» Supplied data:
▬▬▬

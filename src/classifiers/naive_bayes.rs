//! Gaussian Naive Bayes

use super::{check_fit_input, check_n_features, reject_unknown, threshold, Classifier};
use crate::error::{MetaModelError, Result};
use crate::search::params::{ParamAssignment, ParamValue};
use ndarray::{Array1, Array2, ArrayView1, Axis};
use serde::{Deserialize, Serialize};
use std::f64::consts::PI;

/// Per-class Gaussian statistics
#[derive(Debug, Clone, Serialize, Deserialize)]
struct ClassStats {
    log_prior: f64,
    means: Vec<f64>,
    variances: Vec<f64>,
}

impl ClassStats {
    fn joint_log_likelihood(&self, row: ArrayView1<f64>) -> f64 {
        self.log_prior
            + row
                .iter()
                .zip(self.means.iter())
                .zip(self.variances.iter())
                .map(|((&xi, &mean), &var)| -0.5 * ((xi - mean).powi(2) / var + var.ln() + (2.0 * PI).ln()))
                .sum::<f64>()
    }
}

/// Gaussian Naive Bayes classifier
#[derive(Debug, Clone, Serialize, Deserialize)]
pub struct GaussianNB {
    /// Fraction of the largest feature variance added to every variance
    pub var_smoothing: f64,
    /// Stats for class 0 and class 1; `None` for a class absent at fit time
    classes: Option<[Option<ClassStats>; 2]>,
    n_features: usize,
}

impl Default for GaussianNB {
    fn default() -> Self {
        Self::new()
    }
}

impl GaussianNB {
    pub fn new() -> Self {
        Self {
            var_smoothing: 1e-9,
            classes: None,
            n_features: 0,
        }
    }

    /// Set variance smoothing parameter
    pub fn with_var_smoothing(mut self, smoothing: f64) -> Self {
        self.var_smoothing = smoothing;
        self
    }

    fn class_stats(x: &Array2<f64>, y: &Array1<f64>, label: f64, epsilon: f64) -> Option<ClassStats> {
        let n_features = x.ncols();
        let mut means = vec![0.0; n_features];
        let mut m2 = vec![0.0; n_features];
        let mut count = 0usize;

        // Welford's single-pass mean/variance
        for (row, _) in x.rows().into_iter().zip(y.iter()).filter(|(_, &yi)| yi == label) {
            count += 1;
            for (j, &val) in row.iter().enumerate() {
                let delta = val - means[j];
                means[j] += delta / count as f64;
                m2[j] += delta * (val - means[j]);
            }
        }
        if count == 0 {
            return None;
        }

        Some(ClassStats {
            log_prior: (count as f64 / y.len() as f64).ln(),
            variances: m2.iter().map(|&v| v / count as f64 + epsilon).collect(),
            means,
        })
    }
}

impl Classifier for GaussianNB {
    fn name(&self) -> &'static str {
        "GaussianNB"
    }

    fn get_params(&self) -> ParamAssignment {
        let mut params = ParamAssignment::new();
        params.insert("var_smoothing".to_string(), ParamValue::Float(self.var_smoothing));
        params
    }

    fn set_params(&mut self, params: &ParamAssignment) -> Result<()> {
        reject_unknown(self.name(), params, &["var_smoothing"])?;
        if let Some(value) = params.get("var_smoothing") {
            let v = value.to_f64("var_smoothing")?;
            if v < 0.0 {
                return Err(MetaModelError::invalid_param("var_smoothing", value, "must be non-negative"));
            }
            self.var_smoothing = v;
        }
        Ok(())
    }

    fn fit(&mut self, x: &Array2<f64>, y: &Array1<f64>) -> Result<()> {
        check_fit_input(x, y)?;

        let max_var = x.var_axis(Axis(0), 0.0).iter().cloned().fold(0.0, f64::max);
        // Keep variances strictly positive even for constant features
        let epsilon = (self.var_smoothing * max_var).max(f64::MIN_POSITIVE);

        self.n_features = x.ncols();
        self.classes = Some([
            Self::class_stats(x, y, 0.0, epsilon),
            Self::class_stats(x, y, 1.0, epsilon),
        ]);
        Ok(())
    }

    fn predict(&self, x: &Array2<f64>) -> Result<Array1<f64>> {
        Ok(threshold(self.predict_proba(x)?))
    }

    fn predict_proba(&self, x: &Array2<f64>) -> Result<Array1<f64>> {
        let [neg, pos] = self.classes.as_ref().ok_or(MetaModelError::ModelNotFitted)?;
        check_n_features(self.n_features, x)?;

        let proba = x
            .rows()
            .into_iter()
            .map(|row| match (neg, pos) {
                (Some(neg), Some(pos)) => {
                    let l0 = neg.joint_log_likelihood(row);
                    let l1 = pos.joint_log_likelihood(row);
                    // Two-class softmax, stable for large magnitudes
                    1.0 / (1.0 + (l0 - l1).exp())
                }
                (None, _) => 1.0,
                (_, None) => 0.0,
            })
            .collect();
        Ok(proba)
    }

    fn clone_unfitted(&self) -> Box<dyn Classifier> {
        Box::new(Self {
            var_smoothing: self.var_smoothing,
            ..Self::new()
        })
    }
}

▬▬▬

» Activity: Set down exactly what runs from the line containing "(Some(neg), Some(pos)) =>" through the last line above, both lines included.

» Your response:
                (Some(neg), Some(pos)) => {
                    let l0 = neg.joint_log_likelihood(row);
                    let l1 = pos.joint_log_likelihood(row);
                    // Two-class softmax, stable for large magnitudes
                    1.0 / (1.0 + (l0 - l1).exp())
                }
                (None, _) => 1.0,
                (_, None) => 0.0,
            })
            .collect();
        Ok(proba)
    }

    fn clone_unfitted(&self) -> Box<dyn Classifier> {
        Box::new(Self {
            var_smoothing: self.var_smoothing,
            ..Self::new()
        })
    }
}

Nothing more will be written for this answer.